On Thursday, US Secretary of State Antony Blinken called for a further extension to a truce that has paused fighting between Hamas and Israel in Gaza for seven days, as the hours ticked down to its expiry.
“Clearly, we want to see this process continue to move forward,” he told reporters in Tel Aviv following a visit to Israel and the occupied West Bank. “We want an eighth day and beyond.”
Blinken also urged Israel to create safe zones for Palestinian civilians in Gaza before it resumes “major military operations” in the Hamas-ruled territory.

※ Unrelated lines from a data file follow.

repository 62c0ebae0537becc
use revive_core::AnalysisResult;

/// Format an analysis result as JSON with camelCase keys.
pub fn format_report(result: &AnalysisResult, compact: bool) -> String {
    if compact {
        serde_json::to_string(result).expect("AnalysisResult should be serializable")
    } else {
        serde_json::to_string_pretty(result).expect("AnalysisResult should be serializable")
    }
}

#[cfg(test)]
mod tests {
    use super::*;
    use revive_core::{analyze_project, NoImports, SourceFile};

    fn sample_result() -> AnalysisResult {
        let files = vec![
            SourceFile::new(
                "app.py",
                "# service\n# entry\n# point\nfrom fastapi import FastAPI\ndef main():\n    pass",
            ),
            SourceFile::new("test_app.py", "def test_main():\n    assert True"),
        ];
        analyze_project(&files, &NoImports)
    }

    #[test]
    fn test_format_report_valid_json() {
        let json = format_report(&sample_result(), false);
        let parsed: serde_json::Value = serde_json::from_str(&json).expect("should be valid JSON");
        assert!(parsed["summary"].as_str().unwrap().starts_with("This Python project"));
        assert_eq!(parsed["projectScore"]["fixDifficulty"], "Medium");
        assert_eq!(parsed["mainTechnology"], "Python");
        assert_eq!(parsed["projectStage"], "API development");
        assert_eq!(
            parsed["abandonmentReasons"],
            serde_json::json!(["No data persistence layer"])
        );
        assert_eq!(parsed["detectedFrameworks"], serde_json::json!([]));
        assert_eq!(parsed["hasFrontend"], false);
        assert_eq!(parsed["documentationInsights"]["hasApiDocs"], false);
        assert_eq!(
            parsed["documentationInsights"]["knownIssues"],
            serde_json::json!([])
        );
    }

    #[test]
    fn test_format_report_camel_case_keys() {
        let json = format_report(&sample_result(), true);
        for key in [
            "abandonmentReasons",
            "missingComponents",
            "rebootSteps",
            "suggestedTechnologies",
            "codeCompleteness",
            "documentationQuality",
            "revivalPotential",
        ] {
            assert!(json.contains(key), "missing key {key}: {json}");
        }
        assert!(!json.contains("abandonment_reasons"));
    }

    #[test]
    fn test_format_report_compact_is_single_line() {
        let json = format_report(&sample_result(), true);
        assert!(!json.contains('\n'), "compact JSON should be single line");
    }

    #[test]
    fn test_format_report_pretty_is_multiline() {
        let json = format_report(&sample_result(), false);
        assert!(json.contains('\n'), "pretty JSON should be multiline");
    }
}
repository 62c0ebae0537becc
pub mod json;
pub mod text;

Israel “must put in place humanitarian civilian protection plans that minimize further casualties of innocent Palestinians,” he told reporters in Tel Aviv, “including by clearly and precisely designating areas and places in southern and central Gaza, where they can be safe and out of the line of fire.”
He said protecting civilians meant avoiding further “significant displacement of civilians inside Gaza” as well as “damage to life (or) critical infrastructure like hospitals, like power stations, like water facilities.”
“And it means giving civilians who have been displaced in southern Gaza the choice to return to the north as soon as conditions permit.”
There should be no “enduring internal displacement,” he said.
Blinken said Israel was “capable of neutralizing the threat posed by Hamas while minimising harm to innocent men, women and children. And it has an obligation to do so.”
“I underscore the imperative of the United States that the massive loss of civilian life and displacement of the scale that we saw in northern Gaza not be repeated in the south,” he added.